■ What is being asked
Retype the records below so that each one matches exactly.

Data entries
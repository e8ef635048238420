use log::debug;
use serde::Serialize;

use crate::slices::RequestId;
use crate::Product;

/// Number of products requested from the catalog in one fetch.
pub const FETCH_LIMIT: usize = 194;
/// Step by which the visible result window grows.
pub const PAGE_SIZE: usize = 8;
/// The error shown when a catalog fetch fails, whatever the cause.
pub const FETCH_ERROR: &str = "Failed to fetch products";

#[derive(Debug, Clone)]
pub enum CatalogAction {
    FetchPending(RequestId),
    FetchFulfilled(RequestId, Vec<Product>),
    FetchRejected(RequestId),
    SetSearchQuery(String),
    IncreaseLimit,
}

/// Cached catalog plus the search-filtered view of it. Never persisted.
#[derive(Debug, Clone, PartialEq, Serialize)]
#[serde(rename_all = "camelCase")]
pub struct CatalogState {
    pub products: Vec<Product>,
    pub filtered_products: Vec<Product>,
    pub search_query: String,
    pub limit: usize,
    pub loading: bool,
    pub error: Option<String>,
    #[serde(skip)]
    latest_request: Option<RequestId>,
}

impl Default for CatalogState {
    fn default() -> Self {
        Self {
            products: Vec::new(),
            filtered_products: Vec::new(),
            search_query: String::new(),
            limit: PAGE_SIZE,
            loading: false,
            error: None,
            latest_request: None,
        }
    }
}

impl CatalogState {
    pub fn apply(&mut self, action: &CatalogAction) {
        match action {
            CatalogAction::FetchPending(id) => {
                self.latest_request = Some(*id);
                self.loading = true;
                self.error = None;
            }
            CatalogAction::FetchFulfilled(id, products) => {
                if !self.is_latest(*id) {
                    debug!("Discarding stale catalog response {:?}", id);
                    return;
                }
                self.products = products.clone();
                self.filtered_products = products.clone();
                self.refilter();
                self.loading = false;
            }
            CatalogAction::FetchRejected(id) => {
                if !self.is_latest(*id) {
                    debug!("Discarding stale catalog failure {:?}", id);
                    return;
                }
                self.error = Some(FETCH_ERROR.to_string());
                self.loading = false;
            }
            CatalogAction::SetSearchQuery(query) => {
                self.search_query = query.clone();
                self.refilter();
            }
            CatalogAction::IncreaseLimit => self.limit = self.limit.saturating_add(PAGE_SIZE),
        }
    }

    /// The filtered products inside the current paging window.
    pub fn visible(&self) -> &[Product] {
        let end = self.limit.min(self.filtered_products.len());
        &self.filtered_products[..end]
    }

    pub fn has_more(&self) -> bool {
        self.filtered_products.len() > self.limit
    }

    pub fn find(&self, id: u64) -> Option<&Product> {
        self.products.iter().find(|p| p.id == id)
    }

    fn is_latest(&self, id: RequestId) -> bool {
        self.latest_request == Some(id)
    }

    fn refilter(&mut self) {
        let needle = self.search_query.to_lowercase();
        self.filtered_products = self
            .products
            .iter()
            .filter(|p| p.title.to_lowercase().contains(&needle))
            .cloned()
            .collect();
    }
}
use std::collections::HashMap;
use std::sync::Arc;
use log::warn;
use serde::de::DeserializeOwned;
use serde::Serialize;
use crate::{Error, Storage};
use crate::engine::MemStorage;

/// Namespace used when none is configured.
pub const DEFAULT_NAMESPACE: &str = "shopfront";

/// Durable key-value mirror used by the store to persist slices.
///
/// The mirror never reports failures to its caller: writes that fail are
/// logged, and reads that fail (absent key, unreadable value, wrong shape)
/// yield the caller's default.
#[derive(Clone)]
pub struct Mirror {
    storage: Arc<dyn Storage>,
    namespace: String,
}

impl Mirror {
    pub fn new(storage: Arc<dyn Storage>, namespace: impl Into<String>) -> Self {
        Self {
            storage,
            namespace: namespace.into(),
        }
    }

    /// A mirror over fresh in-memory storage.
    pub fn in_memory() -> Self {
        Self::new(Arc::new(MemStorage::ephemeral()), DEFAULT_NAMESPACE)
    }

    pub fn namespace(&self) -> &str {
        &self.namespace
    }

    /// Serializes `value` and writes it under `key`.
    pub fn save<T: Serialize + ?Sized>(&self, key: &str, value: &T) {
        let result = serde_json::to_value(value)
            .map_err(Error::from)
            .and_then(|v| self.storage.set(&self.namespace, key, v));
        if let Err(e) = result {
            warn!("Failed to persist {}/{}: {}", self.namespace, key, e);
        }
    }

    /// Reads and deserializes `key`, falling back to `default`.
    pub fn load<T: DeserializeOwned>(&self, key: &str, default: T) -> T {
        let value = match self.storage.get(&self.namespace, key) {
            Ok(v) => v,
            Err(Error::KeyNotFound) => return default,
            Err(e) => {
                warn!("Could not read {}/{}: {}", self.namespace, key, e);
                return default;
            }
        };
        match serde_json::from_value(value) {
            Ok(v) => v,
            Err(e) => {
                warn!("Discarding unreadable value at {}/{}: {}", self.namespace, key, e);
                default
            }
        }
    }

    /// Removes `key` entirely.
    pub fn remove(&self, key: &str) {
        if let Err(e) = self.storage.delete(&self.namespace, key) {
            warn!("Failed to remove {}/{}: {}", self.namespace, key, e);
        }
    }

    /// Raw snapshot of everything stored in the namespace.
    pub fn snapshot(&self) -> HashMap<String, serde_json::Value> {
        match self.storage.dump(&self.namespace) {
            Ok(data) => data,
            Err(e) => {
                warn!("Could not dump namespace {}: {}", self.namespace, e);
                HashMap::new()
            }
        }
    }
}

■ Problem solution
repository e8ef635048238420
use log::debug;
use serde::Serialize;

use crate::slices::RequestId;
use crate::Product;

/// Number of products requested from the catalog in one fetch.
pub const FETCH_LIMIT: usize = 194;
/// Step by which the visible result window grows.
pub const PAGE_SIZE: usize = 8;
/// The error shown when a catalog fetch fails, whatever the cause.
pub const FETCH_ERROR: &str = "Failed to fetch products";

#[derive(Debug, Clone)]
pub enum CatalogAction {
    FetchPending(RequestId),
    FetchFulfilled(RequestId, Vec<Product>),
    FetchRejected(RequestId),
    SetSearchQuery(String),
    IncreaseLimit,
}

/// Cached catalog plus the search-filtered view of it. Never persisted.
#[derive(Debug, Clone, PartialEq, Serialize)]
#[serde(rename_all = "camelCase")]
pub struct CatalogState {
    pub products: Vec<Product>,
    pub filtered_products: Vec<Product>,
    pub search_query: String,
    pub limit: usize,
    pub loading: bool,
    pub error: Option<String>,
    #[serde(skip)]
    latest_request: Option<RequestId>,
}

impl Default for CatalogState {
    fn default() -> Self {
        Self {
            products: Vec::new(),
            filtered_products: Vec::new(),
            search_query: String::new(),
            limit: PAGE_SIZE,
            loading: false,
            error: None,
            latest_request: None,
        }
    }
}

impl CatalogState {
    pub fn apply(&mut self, action: &CatalogAction) {
        match action {
            CatalogAction::FetchPending(id) => {
                self.latest_request = Some(*id);
                self.loading = true;
                self.error = None;
            }
            CatalogAction::FetchFulfilled(id, products) => {
                if !self.is_latest(*id) {
                    debug!("Discarding stale catalog response {:?}", id);
                    return;
                }
                self.products = products.clone();
                self.filtered_products = products.clone();
                self.refilter();
                self.loading = false;
            }
            CatalogAction::FetchRejected(id) => {
                if !self.is_latest(*id) {
                    debug!("Discarding stale catalog failure {:?}", id);
                    return;
                }
                self.error = Some(FETCH_ERROR.to_string());
                self.loading = false;
            }
            CatalogAction::SetSearchQuery(query) => {
                self.search_query = query.clone();
                self.refilter();
            }
            CatalogAction::IncreaseLimit => self.limit = self.limit.saturating_add(PAGE_SIZE),
        }
    }

    /// The filtered products inside the current paging window.
    pub fn visible(&self) -> &[Product] {
        let end = self.limit.min(self.filtered_products.len());
        &self.filtered_products[..end]
    }

    pub fn has_more(&self) -> bool {
        self.filtered_products.len() > self.limit
    }

    pub fn find(&self, id: u64) -> Option<&Product> {
        self.products.iter().find(|p| p.id == id)
    }

    fn is_latest(&self, id: RequestId) -> bool {
        self.latest_request == Some(id)
    }

    fn refilter(&mut self) {
        let needle = self.search_query.to_lowercase();
        self.filtered_products = self
            .products
            .iter()
            .filter(|p| p.title.to_lowercase().contains(&needle))
            .cloned()
            .collect();
    }
}
use std::collections::HashMap;
use std::sync::Arc;
use log::warn;
use serde::de::DeserializeOwned;
use serde::Serialize;
use crate::{Error, Storage};
use crate::engine::MemStorage;

/// Namespace used when none is configured.
pub const DEFAULT_NAMESPACE: &str = "shopfront";

/// Durable key-value mirror used by the store to persist slices.
///
/// The mirror never reports failures to its caller: writes that fail are
/// logged, and reads that fail (absent key, unreadable value, wrong shape)
/// yield the caller's default.
#[derive(Clone)]
pub struct Mirror {
    storage: Arc<dyn Storage>,
    namespace: String,
}

impl Mirror {
    pub fn new(storage: Arc<dyn Storage>, namespace: impl Into<String>) -> Self {
        Self {
            storage,
            namespace: namespace.into(),
        }
    }

    /// A mirror over fresh in-memory storage.
    pub fn in_memory() -> Self {
        Self::new(Arc::new(MemStorage::ephemeral()), DEFAULT_NAMESPACE)
    }

    pub fn namespace(&self) -> &str {
        &self.namespace
    }

    /// Serializes `value` and writes it under `key`.
    pub fn save<T: Serialize + ?Sized>(&self, key: &str, value: &T) {
        let result = serde_json::to_value(value)
            .map_err(Error::from)
            .and_then(|v| self.storage.set(&self.namespace, key, v));
        if let Err(e) = result {
            warn!("Failed to persist {}/{}: {}", self.namespace, key, e);
        }
    }

    /// Reads and deserializes `key`, falling back to `default`.
    pub fn load<T: DeserializeOwned>(&self, key: &str, default: T) -> T {
        let value = match self.storage.get(&self.namespace, key) {
            Ok(v) => v,
            Err(Error::KeyNotFound) => return default,
            Err(e) => {
                warn!("Could not read {}/{}: {}", self.namespace, key, e);
                return default;
            }
        };
        match serde_json::from_value(value) {
            Ok(v) => v,
            Err(e) => {
                warn!("Discarding unreadable value at {}/{}: {}", self.namespace, key, e);
                default
            }
        }
    }

    /// Removes `key` entirely.
    pub fn remove(&self, key: &str) {
        if let Err(e) = self.storage.delete(&self.namespace, key) {
            warn!("Failed to remove {}/{}: {}", self.namespace, key, e);
        }
    }

    /// Raw snapshot of everything stored in the namespace.
    pub fn snapshot(&self) -> HashMap<String, serde_json::Value> {
        match self.storage.dump(&self.namespace) {
            Ok(data) => data,
            Err(e) => {
                warn!("Could not dump namespace {}: {}", self.namespace, e);
                HashMap::new()
            }
        }
    }
}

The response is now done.